The plaintiffs allege they were advised by their new attorney, Hilary Bricken, they could submit a lease under SEO and the license applicant (Owens) to the LCB to the keep the process of licensing moving forward.

The lease was allegedly executed without landlord consent, which was unknown to the plaintiffs, and misrepresented as a fully valid agreement in December of 2014, they allege.

In October 2015, Espegard allegedly advised that Anderson rather than Owens should take a traceability test showing the license applicant understood the rules governing a marijuana-growing business. Anderson took and passed the test.

On Oct. 20, 2015, the LCB conducted a final inspection of the marijuana-growing facility and gave approval.

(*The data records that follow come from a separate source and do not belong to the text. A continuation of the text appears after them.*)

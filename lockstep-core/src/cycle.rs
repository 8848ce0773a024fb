//! Cycle buffer
//!
//! A fixed ring of accumulators indexed by position within the stimulus
//! cycle. Each slot sums every sample that arrived at that position since
//! the buffer was last drained.

use crate::config::CYCLE_LEN;

/// Scale an accumulated slot for transmission
///
/// Divides by 8 rounding to nearest: bias by 4, then arithmetic shift.
/// Negative values round toward negative infinity after the bias, which
/// differs from `(v + 4) / 8` for negatives.
#[inline]
pub fn round_for_report(value: i32) -> i32 {
    // Widened so the bias cannot overflow near i32::MAX
    ((i64::from(value) + 4) >> 3) as i32
}

/// Fixed-capacity accumulator ring with a wrapping cursor
#[derive(Debug, Clone, PartialEq, Eq)]
pub struct CycleBuffer {
    slots: [i32; CYCLE_LEN],
    cursor: usize,
}

impl Default for CycleBuffer {
    fn default() -> Self {
        Self::new()
    }
}

impl CycleBuffer {
    /// Create an empty buffer with the cursor at slot 0
    pub const fn new() -> Self {
        Self {
            slots: [0; CYCLE_LEN],
            cursor: 0,
        }
    }

    /// Add a sample at the cursor and advance it
    ///
    /// Returns `true` when the cursor wrapped from the last slot back to 0.
    pub fn push(&mut self, sample: i32) -> bool {
        debug_assert!(self.cursor < CYCLE_LEN);
        let slot = &mut self.slots[self.cursor];
        *slot = slot.saturating_add(sample);
        self.cursor = (self.cursor + 1) % CYCLE_LEN;
        self.cursor == 0
    }

    /// Slot the next sample will land in
    pub fn position(&self) -> usize {
        self.cursor
    }

    /// Accumulated value of a slot
    pub fn get(&self, index: usize) -> Option<i32> {
        self.slots.get(index).copied()
    }

    /// All slots in cycle order
    pub fn slots(&self) -> &[i32; CYCLE_LEN] {
        &self.slots
    }

    /// Iterate over slots in cycle order
    pub fn iter(&self) -> impl Iterator<Item = i32> + '_ {
        self.slots.iter().copied()
    }

    /// True when every slot is zero
    pub fn is_clear(&self) -> bool {
        self.slots.iter().all(|&v| v == 0)
    }

    /// Read and zero each slot in order
    ///
    /// Slots are cleared as they are yielded, so a consumer that stops
    /// early leaves the remaining slots intact. The cursor is untouched.
    pub fn drain(&mut self) -> Drain<'_> {
        Drain {
            slots: &mut self.slots,
            index: 0,
        }
    }
}

/// Draining iterator returned by [`CycleBuffer::drain`]
pub struct Drain<'a> {
    slots: &'a mut [i32; CYCLE_LEN],
    index: usize,
}

impl Iterator for Drain<'_> {
    type Item = i32;

    fn next(&mut self) -> Option<i32> {
        let slot = self.slots.get_mut(self.index)?;
        self.index += 1;
        Some(core::mem::take(slot))
    }

    fn size_hint(&self) -> (usize, Option<usize>) {
        let remaining = CYCLE_LEN - self.index;
        (remaining, Some(remaining))
    }
}

impl ExactSizeIterator for Drain<'_> {}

However Owens allegedly told the plaintiffs they, not he, would have to run the business.

The plaintiffs alleged the defendants had created a phony shell company called L&D Holdings with no assets, employees or bank accounts and violated an agreement it would run the business until Anderson exercised an option.

Anderson exercised an option on Feb. 15, 2016, through a company called Green Kiss.

For eight months, the couple alleges they put $100,000 per month into the business paying for employees and materials. 

"In June 2016, the LCB entered the Tacoma facility and ordered that it be shut down and the business wound down (with materials being either destroyed or sold) based on multiple violations, including L & D being financed and managed by Anderson and Vicioso rather than Owens prior to Green Kiss exercising the option, as at that time only Owens and his company were approved to manage and finance the company," the suit states.

The complaint states Anderson and Vicioso asked Espegard for advice and he allegedly told them to "disappear," to "go back to New York" and to delete email accounts—that he would take care of everything.

The pair did not destroy the evidence but did go back to New York, the suit states.

According to the complaint, after two years trying to get out of the financial hole from the failure of their business, the plaintiffs were hit last summer with a summons and complaint for breach of contract from Owens alleging that the pair owed him $2 million.

Owens' attorney of record for that lawsuit was Ryan Espegard of Gordon Thomas Honeywell.

The plaintiffs' complaint seeks a jury trial and over $2 million in damages plus statutory interest and punitive damages for malicious conduct, attorney fees, cost and disbursement, and further relief as the court deems proper. They are represented by Aaron A. Pelley of Cuddy & Feder in White Plains, New York.